Из публикаций прессы на следующий день стало ясно, что моя речь имела успех и что я на данный момент стала знаменитостью. «В парламенте родилась новая звезда!» – восклицала «Дэйли Экспресс». «Слава и Маргарет Тэтчер вчера подружились», – кричала «Сандей Диспатч». «Триумф», – ровно отмечала «Дэйли Телеграф». В газетах появились статьи обо мне и моей семье. У меня взяли интервью для телевидения. Телевизионщики приехали к нам домой, и, отвечая на один из наиболее абсурдных вопросов и потеряв бдительность, я сказала журналисту, что «не смогла бы даже рассматривать пост кабинетного министра, пока мои близнецы не станут старше». За исключением этой оплошности все было хорошо.
Можно ли считать это предзнаменованием? За некоторое время до начала парламентских выборов я прочла роман Д. Бакена «Щель в шторе». Я задумалась о нем после появления этих слишком громких заголовков. История Джона Бакена повествует о группе мужчин, которые проводят уик-энд после Пасхи в доме друга, где они при помощи одного гостя, всемирно известного, загадочного и смертельно больного физика, получают возможность заглянуть на страницу газеты «Таймc», которая будет опубликована через год. Каждый читает о своем будущем. Новоизбранный член парламента читает свой некролог, где упоминается, что он произнес свою первую блестящую речь, которая мгновенно сделала его деятелем национального масштаба. Так и происходит. Его речь оказывается выдающейся, его восхваляют, им восторгаются со всех сторон, но после этого, не имея той уверенности в себе, которую дало ему знание будущего, он терпит фиаско, оказывается забытым и ждет конца.

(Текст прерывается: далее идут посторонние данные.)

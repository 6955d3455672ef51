//! Redirect targets.

use crate::config::GateConfig;
use percent_encoding::{utf8_percent_encode, AsciiSet, CONTROLS};

/// Characters escaped in the return-target query value. `/` and `:` stay
/// readable.
const QUERY_VALUE_SET: &AsciiSet = &CONTROLS
    .add(b' ')
    .add(b'"')
    .add(b'#')
    .add(b'%')
    .add(b'&')
    .add(b'+')
    .add(b'<')
    .add(b'=')
    .add(b'>')
    .add(b'?')
    .add(b'`')
    .add(b'{')
    .add(b'}');

/// Where the gate sends people.
#[derive(Debug, Clone, PartialEq, Eq)]
pub struct RedirectTargets {
    login_path: String,
    redirect_param: String,
    default_fallback: String,
}

impl RedirectTargets {
    /// Creates targets from explicit paths.
    #[must_use]
    pub fn new(
        login_path: impl Into<String>,
        redirect_param: impl Into<String>,
        default_fallback: impl Into<String>,
    ) -> Self {
        Self {
            login_path: login_path.into(),
            redirect_param: redirect_param.into(),
            default_fallback: default_fallback.into(),
        }
    }

    /// Takes the targets from `config`.
    #[must_use]
    pub fn from_config(config: &GateConfig) -> Self {
        Self::new(
            config.login_path.clone(),
            config.redirect_param.clone(),
            config.default_fallback.clone(),
        )
    }

    /// The landing path for denied rules without a fallback.
    #[must_use]
    pub fn default_fallback(&self) -> &str {
        &self.default_fallback
    }

    /// The login path carrying `original` as its return target.
    ///
    /// # Example
    ///
    /// ```
    /// use roost_runtime::enforcement::RedirectTargets;
    ///
    /// let targets = RedirectTargets::new("/login", "redirectTo", "/dashboard");
    /// assert_eq!(
    ///     targets.login("/admin/H1/residents"),
    ///     "/login?redirectTo=/admin/H1/residents"
    /// );
    /// assert_eq!(
    ///     targets.login("/search?q=a b&x=1"),
    ///     "/login?redirectTo=/search%3Fq%3Da%20b%26x%3D1"
    /// );
    /// ```
    #[must_use]
    pub fn login(&self, original: &str) -> String {
        format!(
            "{}?{}={}",
            self.login_path,
            self.redirect_param,
            utf8_percent_encode(original, QUERY_VALUE_SET)
        )
    }
}

impl Default for RedirectTargets {
    fn default() -> Self {
        Self::from_config(&GateConfig::default())
    }
}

При воспоминании об этом меня слегка передернуло, и моя рука потянулась к счастливым бусам.
Но мой законопроект – с существенным дополнением о том, что представители общественности должны иметь такие же права, что и пресса, посещать заседания муниципальных советов, и что на комитеты (за исключением собраний полных советов) это право не распространялось – надлежащим образом вошел в свод законов. Потом моя семидневная звездность как-то испарилась, но я многому научилась и обрела уверенность в себе.

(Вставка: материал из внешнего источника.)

//! Integration tests for the request gate.
//!
//! Tests the complete flow: credentials → session → route → decision → redirect

use async_trait::async_trait;
use roost_auth::{
    Credentials, LookupError, MembershipOracle, Permission, Resource, ResourceType, Role,
    RouteRule, SessionClaims,
};
use roost_runtime::auth::{InMemoryMemberships, StaticSessions};
use roost_runtime::config::GateConfig;
use roost_runtime::enforcement::{Gate, GateOutcome, Guard, GuardView};
use roost_runtime::Authorizer;
use roost_types::PrincipalId;
use std::collections::HashMap;
use std::sync::Arc;
use std::time::Duration;

/// Residency records keyed by (principal, house), the way a host backend
/// would hold them.
#[derive(Debug, Default)]
struct Residencies {
    status: HashMap<(String, String), &'static str>,
}

impl Residencies {
    fn with(mut self, principal: &str, house: &str, status: &'static str) -> Self {
        self.status
            .insert((principal.to_string(), house.to_string()), status);
        self
    }
}

#[async_trait]
impl MembershipOracle for Residencies {
    async fn has_active_membership(
        &self,
        principal: &PrincipalId,
        _role: Role,
        resource: &Resource,
    ) -> Result<bool, LookupError> {
        let key = (principal.as_str().to_string(), resource.id().as_str().to_string());
        Ok(self.status.get(&key) == Some(&"active"))
    }
}

/// An oracle that misbehaves on request.
#[derive(Debug)]
struct Misbehaving;

#[async_trait]
impl MembershipOracle for Misbehaving {
    async fn has_active_membership(
        &self,
        _principal: &PrincipalId,
        _role: Role,
        resource: &Resource,
    ) -> Result<bool, LookupError> {
        match resource.id().as_str() {
            "ERR" => Err(LookupError::Backend("connection reset".into())),
            "PANIC" => panic!("oracle bug"),
            "SLOW" => {
                tokio::time::sleep(Duration::from_secs(3600)).await;
                Ok(true)
            }
            _ => Ok(true),
        }
    }
}

fn sessions() -> Arc<StaticSessions> {
    Arc::new(
        StaticSessions::new()
            .with_session("resident", SessionClaims::new("u1", Some("resident")))
            .with_session("former", SessionClaims::new("u2", Some("resident")))
            .with_session("admin", SessionClaims::new("a1", Some("admin")))
            .with_session("root", SessionClaims::new("s1", Some("super_admin"))),
    )
}

fn residencies() -> Arc<Residencies> {
    Arc::new(
        Residencies::default()
            .with("u1", "H1", "active")
            .with("u2", "H1", "former")
            .with("a1", "H1", "active"),
    )
}

fn house_gate() -> Gate {
    Gate::builder(GateConfig::default())
        .session_provider(sessions())
        .oracle(ResourceType::House, residencies())
        .build()
        .expect("built-in routes should validate")
}

fn token(t: &str) -> Credentials {
    Credentials::with_token(t)
}

fn h1() -> Resource {
    Resource::new(ResourceType::House, "H1").expect("valid id")
}

/// Active resident viewing their house
#[tokio::test]
async fn active_resident_views_house() {
    let gate = house_gate();
    assert_eq!(gate.evaluate("/house/H1", &token("resident")).await, GateOutcome::Allow);
    assert_eq!(
        gate.evaluate("/house/H1/events/E7", &token("resident")).await,
        GateOutcome::Allow
    );
}

/// Former resident keeps the permission but loses the membership
#[tokio::test]
async fn former_resident_is_sent_to_fallback() {
    let gate = house_gate();
    assert_eq!(
        gate.evaluate("/house/H1", &token("former")).await,
        GateOutcome::Redirect("/dashboard".into())
    );
}

/// Anonymous visitor to an admin page
#[tokio::test]
async fn anonymous_admin_page_goes_to_login() {
    let gate = house_gate();
    assert_eq!(
        gate.evaluate("/admin/H1/residents", &Credentials::anonymous()).await,
        GateOutcome::Redirect("/login?redirectTo=/admin/H1/residents".into())
    );
}

/// Public listing without any session
#[tokio::test]
async fn public_listing_without_session() {
    let gate = house_gate();
    let decision = gate.decide("/houses", &Credentials::anonymous()).await;
    assert_eq!(decision.outcome, GateOutcome::Allow);
    assert!(decision.principal.is_none());
}

#[tokio::test]
async fn decision_reports_principal_and_rule() {
    let gate = house_gate();
    let decision = gate.decide("/admin/H1/residents", &token("admin")).await;
    assert_eq!(decision.outcome, GateOutcome::Allow);
    assert_eq!(decision.matched.as_deref(), Some("/admin/:houseId/residents"));
    let principal = decision.principal.expect("admin is signed in");
    assert_eq!(principal.role(), Role::Manager);
}

#[tokio::test]
async fn admin_catch_all_and_exact_routes() {
    let gate = house_gate();
    assert!(gate.evaluate("/admin/H1/settings/billing", &token("admin")).await.is_allowed());
    assert_eq!(
        gate.evaluate("/admin/H1/settings", &token("resident")).await,
        GateOutcome::Redirect("/dashboard".into())
    );
    // Exact public rule wins over the dynamic one.
    assert!(gate.evaluate("/houses", &Credentials::anonymous()).await.is_allowed());
}

#[tokio::test]
async fn super_admin_bypasses_membership() {
    let gate = house_gate();
    for path in ["/admin/H9/finance", "/house/H9/residents", "/super-admin/admins"] {
        assert!(gate.evaluate(path, &token("root")).await.is_allowed(), "{path}");
    }
    assert_eq!(
        gate.evaluate("/super-admin/admins", &token("admin")).await,
        GateOutcome::Redirect("/dashboard".into())
    );
}

#[tokio::test]
async fn redirect_target_is_encoded() {
    let gate = house_gate();
    assert_eq!(
        gate.evaluate("/house/H1/events?tab=past&x=1", &Credentials::anonymous())
            .await
            .location(),
        Some("/login?redirectTo=/house/H1/events%3Ftab%3Dpast%26x%3D1")
    );
}

fn misbehaving_gate() -> Gate {
    let mut config = GateConfig::default();
    config.timeouts.oracle_ms = 50;
    Gate::builder(config)
        .session_provider(sessions())
        .oracle(ResourceType::House, Arc::new(Misbehaving))
        .build()
        .expect("built-in routes should validate")
}

#[tokio::test]
async fn oracle_error_denies() {
    let gate = misbehaving_gate();
    assert!(gate.evaluate("/house/OK", &token("resident")).await.is_allowed());
    assert_eq!(
        gate.evaluate("/house/ERR", &token("resident")).await,
        GateOutcome::Redirect("/dashboard".into())
    );
}

#[tokio::test]
async fn oracle_panic_denies() {
    let gate = misbehaving_gate();
    assert_eq!(
        gate.evaluate("/house/PANIC", &token("resident")).await,
        GateOutcome::Redirect("/dashboard".into())
    );
    // The gate keeps serving afterwards.
    assert!(gate.evaluate("/house/OK", &token("resident")).await.is_allowed());
}

#[tokio::test(start_paused = true)]
async fn oracle_timeout_denies() {
    let gate = misbehaving_gate();
    assert_eq!(
        gate.evaluate("/house/SLOW", &token("resident")).await,
        GateOutcome::Redirect("/dashboard".into())
    );
}

#[tokio::test]
async fn missing_oracle_denies_resource_checks() {
    let gate = Gate::builder(GateConfig::default())
        .session_provider(sessions())
        .build()
        .expect("built-in routes should validate");
    assert_eq!(
        gate.evaluate("/house/H1", &token("resident")).await,
        GateOutcome::Redirect("/dashboard".into())
    );
    assert!(gate.evaluate("/dashboard", &token("resident")).await.is_allowed());
}

#[tokio::test]
async fn hot_reload_applies_to_next_request() {
    let gate = house_gate();
    assert!(gate.evaluate("/reports", &token("resident")).await.is_allowed());

    let mut rules = roost_runtime::house_routes();
    rules.push(
        RouteRule::protected("/reports")
            .requires(Permission::ViewAnalytics)
            .fallback("/profile"),
    );
    gate.routes().reload(rules).expect("valid rules");

    assert_eq!(
        gate.evaluate("/reports", &token("resident")).await,
        GateOutcome::Redirect("/profile".into())
    );
    assert!(gate.evaluate("/reports", &token("admin")).await.is_allowed());

    // A broken reload leaves the table alone.
    assert!(gate
        .routes()
        .reload(vec![RouteRule::public("/reports").requires(Permission::ViewAnalytics)])
        .is_err());
    assert_eq!(
        gate.evaluate("/reports", &token("resident")).await,
        GateOutcome::Redirect("/profile".into())
    );
}

#[tokio::test]
async fn guard_hides_and_redirects_once() {
    let houses = Arc::new(InMemoryMemberships::new());
    houses.grant("u1", h1());
    let authorizer = Authorizer::new(
        roost_runtime::ResourceAccessResolver::new(Duration::from_millis(100))
            .with_oracle(ResourceType::House, houses.clone()),
    );
    let resident = roost_runtime::SessionResolver::new(
        sessions(),
        Duration::from_millis(100),
        roost_auth::UnknownRolePolicy::LowestPrivilege,
    )
    .resolve(&token("resident"))
    .await;

    let mut guard = Guard::new(Permission::ViewResidents, Some(h1()), "/dashboard");
    assert_eq!(guard.view(), GuardView::Loading);

    let scoped = authorizer.scoped(resident.clone());
    assert_eq!(guard.evaluate(&scoped).await, None);
    assert_eq!(guard.view(), GuardView::Content);

    // Membership revoked; a new request gets a new scope.
    houses.revoke("u1", &h1());
    let scoped = authorizer.scoped(resident);
    assert_eq!(guard.evaluate(&scoped).await.as_deref(), Some("/dashboard"));
    assert_eq!(guard.evaluate(&scoped).await, None);
    assert_eq!(guard.view(), GuardView::Empty);
}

Жизнь члена парламента всегда была захватывающей, но такой лихорадочной, что однажды, к ужасу коллег, я упала в обморок в парламентской столовой. Я проводила на парламентских заседаниях и комитетах столько времени, сколько могла, кроме того регулярно посещала клуб новых членов-тори, куда приходили выступить выдающиеся политические деятели Консервативной партии Гарольд Макмиллан, Рэб Батлер, Иэн Маклеод и Инок Пауэлл и такие молодые журналисты-тори, как Питер Атли.
В ту пору самым надежным было придерживаться центристского и левого крыла Консервативной партии. Перспективные политики-тори стремились не быть «реакционерами». Ничто не несло большей социальной и профессиональной угрозы, чем этот ярлык. Даже учитывая, что то, что сегодня обычно рассматривается как нанесение вреда моральному, социальному и экономическому развитию в шестидесятые, и в основном это относится к периоду лейбористского правительства после 1964 года, первые годы десятилетия тоже были временем застоя, за которые консерваторы несут большую часть ответственности.
Оглядываясь назад, странной кажется маниакальное стремление консерваторов быть в курсе современных тенденций и утрата связи с потребностями рядовых сторонников Консервативной партии. Это справедливо в отношении таких вопросов, как профсоюзы и иммиграция, закон и порядок, помощь развивающимся странам. Важнее всего это было по отношению к управлению экономикой. Дело было не столько в инфляции, которая была нулевой зимой 1959/60 года и не достигла пяти процентов вплоть до лета 1961 года. В качестве основного сдерживающего фактора развития рассматривался платежный баланс. Поиски мер для решения этой проблемы: кредитный контроль, повышение процентных ставок, поиски международных кредитов для поддержания фунта, увеличение налогов и, все больше и больше, прототипная политика доходов, – стали привычны за последующие пятнадцать лет.
Чем больше я узнавала об управлении экономикой, тем меньше оно меня впечатляло. Я внимательно слушала речи члена парламента от тори Найджела Берча, в которых он критиковал неспособность правительства контролировать государственные расходы. Правительство полагало, что можно увеличивать расходы до тех пор, пока экономика растет. А это подталкивало к политике поощрения большего спроса и быстрого отскока назад, когда это оказывало давление на платежный баланс или курс фунта стерлингов. Это и произошло летом 1961 г., когда канцлер казначейства Селвин Ллойд представил дефляционный бюджет и нашу первую политику доходов, «платежную паузу».